> To do
Of the entries below, return only those lines from the line with "pub async fn read_resource(&self, uri: &str)" to the line with "let path = self.confine(entry.file_path.clone()).await?;", exactly, both included.

[Stored data entries]
+++++
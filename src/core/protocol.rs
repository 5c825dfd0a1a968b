//! JSON-RPC wire types shared by every transport.
//!
//! Requests are accepted leniently: `jsonrpc` is not validated and any JSON
//! object is turned into a request. Responses always carry `"jsonrpc": "2.0"`.

use serde::{Deserialize, Serialize};
use serde_json::Value;

use super::error::Error;

/// JSON-RPC protocol version written on every response.
pub const JSONRPC_VERSION: &str = "2.0";

/// Standard MCP methods served by this crate.
pub mod methods {
    pub const INITIALIZE: &str = "initialize";
    pub const LIST_RESOURCES: &str = "resources/list";
    pub const READ_RESOURCE: &str = "resources/read";
    pub const NOTIFICATION_PREFIX: &str = "notifications/";
}

/// JSON-RPC request structure.
#[derive(Debug, Clone, Serialize, Deserialize)]
pub struct JsonRpcRequest {
    #[serde(default)]
    pub jsonrpc: String,
    #[serde(default, skip_serializing_if = "Option::is_none")]
    pub id: Option<Value>,
    #[serde(default)]
    pub method: String,
    #[serde(default, skip_serializing_if = "Option::is_none")]
    pub params: Option<Value>,
}

/// JSON-RPC response structure.
#[derive(Debug, Clone, Serialize, Deserialize)]
pub struct JsonRpcResponse {
    pub jsonrpc: String,
    #[serde(skip_serializing_if = "Option::is_none")]
    pub id: Option<Value>,
    #[serde(skip_serializing_if = "Option::is_none")]
    pub result: Option<Value>,
    #[serde(skip_serializing_if = "Option::is_none")]
    pub error: Option<JsonRpcError>,
}

/// JSON-RPC error structure.
#[derive(Debug, Clone, Serialize, Deserialize)]
pub struct JsonRpcError {
    pub code: i32,
    pub message: String,
    #[serde(skip_serializing_if = "Option::is_none")]
    pub data: Option<Value>,
}

impl JsonRpcRequest {
    /// Build a request from an already parsed JSON value.
    ///
    /// Returns `None` when the value is not an object. A missing or
    /// non-string `method` becomes the empty method name, which the
    /// dispatcher answers with "Method not found".
    pub fn from_value(value: Value) -> Option<Self> {
        let Value::Object(mut object) = value else {
            return None;
        };

        let jsonrpc = match object.remove("jsonrpc") {
            Some(Value::String(version)) => version,
            _ => String::new(),
        };
        let method = match object.remove("method") {
            Some(Value::String(method)) => method,
            _ => String::new(),
        };

        Some(Self {
            jsonrpc,
            id: object.remove("id").filter(|id| !id.is_null()),
            method,
            params: object.remove("params"),
        })
    }

    /// Whether this message is a notification that expects no response.
    pub fn is_notification(&self) -> bool {
        self.id.is_none() && self.method.starts_with(methods::NOTIFICATION_PREFIX)
    }

    /// Look up a string parameter by name.
    pub fn str_param(&self, name: &str) -> Option<&str> {
        self.params.as_ref()?.get(name)?.as_str()
    }
}

impl JsonRpcResponse {
    /// Create a success response.
    pub fn success(id: Option<Value>, result: Value) -> Self {
        Self {
            jsonrpc: JSONRPC_VERSION.to_string(),
            id,
            result: Some(result),
            error: None,
        }
    }

    /// Create an error response.
    pub fn error(id: Option<Value>, code: i32, message: impl Into<String>) -> Self {
        Self {
            jsonrpc: JSONRPC_VERSION.to_string(),
            id,
            result: None,
            error: Some(JsonRpcError {
                code,
                message: message.into(),
                data: None,
            }),
        }
    }

    /// Create an error response from a server error.
    pub fn from_error(id: Option<Value>, err: &Error) -> Self {
        Self::error(id, err.code().0, err.to_string())
    }

    /// Internal error.
    pub fn internal_error(id: Option<Value>, msg: impl Into<String>) -> Self {
        Self::error(id, rmcp::model::ErrorCode::INTERNAL_ERROR.0, msg)
    }
}

#[cfg(test)]
mod tests {
    use super::*;
    use serde_json::json;

    #[test]
    fn test_request_without_jsonrpc_field_is_accepted() {
        let request = JsonRpcRequest::from_value(json!({"id": 4, "method": "foo"})).unwrap();
        assert_eq!(request.id, Some(json!(4)));
        assert_eq!(request.method, "foo");
        assert!(request.params.is_none());
    }

    #[test]
    fn test_non_object_is_rejected() {
        assert!(JsonRpcRequest::from_value(json!([1, 2, 3])).is_none());
        assert!(JsonRpcRequest::from_value(json!("initialize")).is_none());
    }

    #[test]
    fn test_non_string_method_becomes_empty() {
        let request = JsonRpcRequest::from_value(json!({"id": 1, "method": 7})).unwrap();
        assert_eq!(request.method, "");
    }

    #[test]
    fn test_notification_detection() {
        let note =
            JsonRpcRequest::from_value(json!({"method": "notifications/initialized"})).unwrap();
        assert!(note.is_notification());

        let with_id =
            JsonRpcRequest::from_value(json!({"id": 9, "method": "notifications/initialized"}))
                .unwrap();
        assert!(!with_id.is_notification());
    }

    #[test]
    fn test_str_param() {
        let request = JsonRpcRequest::from_value(json!({
            "id": 2,
            "method": "resources/read",
            "params": {"uri": "tsunami://context/a/b.md", "n": 1}
        }))
        .unwrap();
        assert_eq!(request.str_param("uri"), Some("tsunami://context/a/b.md"));
        assert_eq!(request.str_param("n"), None);
        assert_eq!(request.str_param("missing"), None);
    }

    #[test]
    fn test_error_response_shape() {
        let response = JsonRpcResponse::error(Some(json!(3)), -32602, "Resource not found");
        assert_eq!(
            serde_json::to_value(&response).unwrap(),
            json!({
                "jsonrpc": "2.0",
                "id": 3,
                "error": {"code": -32602, "message": "Resource not found"}
            })
        );
    }
}
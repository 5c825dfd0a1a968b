//! Transport error types.

use thiserror::Error;

/// Result type for transport operations.
pub type TransportResult<T> = Result<T, TransportError>;

/// Errors that can occur in transport operations.
#[derive(Debug, Error)]
pub enum TransportError {
    /// Failed to bind to address.
    #[error("Failed to bind to {address}: {source}")]
    BindError {
        address: String,
        #[source]
        source: std::io::Error,
    },

    /// IO error during transport.
    #[error("IO error: {0}")]
    IoError(#[from] std::io::Error),

    /// JSON serialization error while writing a response.
    #[error("JSON error: {0}")]
    JsonError(#[from] serde_json::Error),

    /// HTTP-specific error.
    #[error("HTTP error: {0}")]
    HttpError(String),

    /// A background transport task failed.
    #[error("Service error: {0}")]
    ServiceError(String),
}

impl TransportError {
    /// Create a bind error.
    pub fn bind(address: impl Into<String>, source: std::io::Error) -> Self {
        Self::BindError {
            address: address.into(),
            source,
        }
    }

    /// Create an HTTP error.
    pub fn http(msg: impl Into<String>) -> Self {
        Self::HttpError(msg.into())
    }

    /// Create a service error.
    pub fn service(msg: impl Into<String>) -> Self {
        Self::ServiceError(msg.into())
    }
}
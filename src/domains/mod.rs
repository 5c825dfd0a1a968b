//! Domains module containing business logic organized by bounded contexts.
//!
//! The server exposes a single domain: markdown context documents served as
//! MCP resources.

pub mod resources;
//! Transport layer for the MCP server.
//!
//! This module provides different transport implementations:
//! - **STDIO**: Standard input/output (default for MCP) - feature: `stdio`
//! - **TCP**: Line-delimited JSON-RPC per TCP connection - feature: `tcp`
//! - **HTTP**: JSON-RPC over POST requests - feature: `http`
//!
//! STDIO and TCP share the same line loop (`lines.rs`); HTTP hands each
//! request body straight to the server dispatcher.

mod config;
mod error;
mod service;

#[cfg(any(feature = "stdio", feature = "tcp"))]
pub mod lines;

#[cfg(feature = "http")]
pub mod http;

#[cfg(feature = "tcp")]
pub mod tcp;

#[cfg(feature = "stdio")]
pub mod stdio;

pub use config::TransportConfig;
pub use error::{TransportError, TransportResult};
pub use service::TransportService;

// Re-export configs for convenience
#[cfg(feature = "tcp")]
pub use config::TcpConfig;

#[cfg(feature = "http")]
pub use config::HttpConfig;
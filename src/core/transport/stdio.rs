//! STDIO transport implementation.
//!
//! Requests arrive one per line on stdin and responses leave one per line on
//! stdout. Diagnostics go to stderr only.

use tracing::info;

use super::TransportResult;
use super::lines::serve_lines;
use crate::core::McpServer;

/// STDIO transport handler.
pub struct StdioTransport;

impl StdioTransport {
    /// Run the STDIO transport until stdin is closed.
    pub async fn run(server: McpServer) -> TransportResult<()> {
        info!("Ready - communicating via stdin/stdout");

        serve_lines(server, tokio::io::stdin(), tokio::io::stdout()).await?;

        info!("STDIO transport finished: stdin closed");
        Ok(())
    }
}
//! Resource service implementation.
//!
//! The ResourceService owns the frozen resource index and answers list and
//! read requests against it. File contents are read from disk on every read;
//! nothing is cached.

use serde::Serialize;
use std::path::PathBuf;
use tracing::{debug, info, instrument};

use super::error::ResourceError;
use super::index::{ResourceEntry, ResourceIndex};
use crate::core::config::{ResourcesConfig, SecurityConfig};
use crate::core::security::validate_path;

/// Service for listing and reading indexed resources.
#[derive(Debug, Clone)]
pub struct ResourceService {
    index: ResourceIndex,
}

/// Result of `resources/list`.
#[derive(Debug, Clone, Serialize)]
pub struct ListResourcesResult {
    pub resources: Vec<ResourceEntry>,
}

/// Result of `resources/read`.
#[derive(Debug, Clone, Serialize)]
pub struct ReadResourceResult {
    pub contents: Vec<ResourceContents>,
}

/// Inline text contents of one resource.
#[derive(Debug, Clone, Serialize)]
#[serde(rename_all = "camelCase")]
pub struct ResourceContents {
    pub uri: String,
    pub mime_type: String,
    pub text: String,
}

impl ResourceService {
    /// Create a new ResourceService by scanning the configured content root.
    pub fn new(config: &ResourcesConfig, security: &SecurityConfig) -> Self {
        info!("Initializing ResourceService");
        Self {
            index: ResourceIndex::build(config, security),
        }
    }

    /// The underlying index.
    pub fn index(&self) -> &ResourceIndex {
        &self.index
    }

    /// List all available resources in URI order.
    pub async fn list_resources(&self) -> ListResourcesResult {
        ListResourcesResult {
            resources: self.index.iter().cloned().collect(),
        }
    }

    /// Read a resource by URI.
    ///
    /// The backing file is confined to the content root again before it is
    /// read, so a file swapped for an escaping symlink after startup is
    /// refused.
    #[instrument(skip(self))]
    pub async fn read_resource(&self, uri: &str) -> Result<ReadResourceResult, ResourceError> {
        let entry = self
            .index
            .get(uri)
            .ok_or_else(|| ResourceError::not_found(uri))?;

        let path = self.confine(entry.file_path.clone()).await?;
        let text = tokio::fs::read_to_string(&path).await?;
        debug!("Read {} bytes from {:?}", text.len(), path);

        Ok(ReadResourceResult {
            contents: vec![ResourceContents {
                uri: entry.uri.clone(),
                mime_type: entry.mime_type.clone(),
                text,
            }],
        })
    }

    /// Re-check that `file_path` still resolves inside the content root.
    ///
    /// Canonicalization touches the filesystem synchronously, so it runs on
    /// the blocking pool.
    async fn confine(&self, file_path: PathBuf) -> Result<PathBuf, ResourceError> {
        let root = self.index.root().to_path_buf();
        let allow_symlinks = self.index.allow_symlinks();

        tokio::task::spawn_blocking(move || validate_path(&file_path, &root, allow_symlinks))
            .await
            .map_err(|e| ResourceError::internal(e.to_string()))?
            .map_err(ResourceError::from)
    }
}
+++++
> Reply to the exercise
    pub async fn read_resource(&self, uri: &str) -> Result<ReadResourceResult, ResourceError> {
        let entry = self
            .index
            .get(uri)
            .ok_or_else(|| ResourceError::not_found(uri))?;

        let path = self.confine(entry.file_path.clone()).await?;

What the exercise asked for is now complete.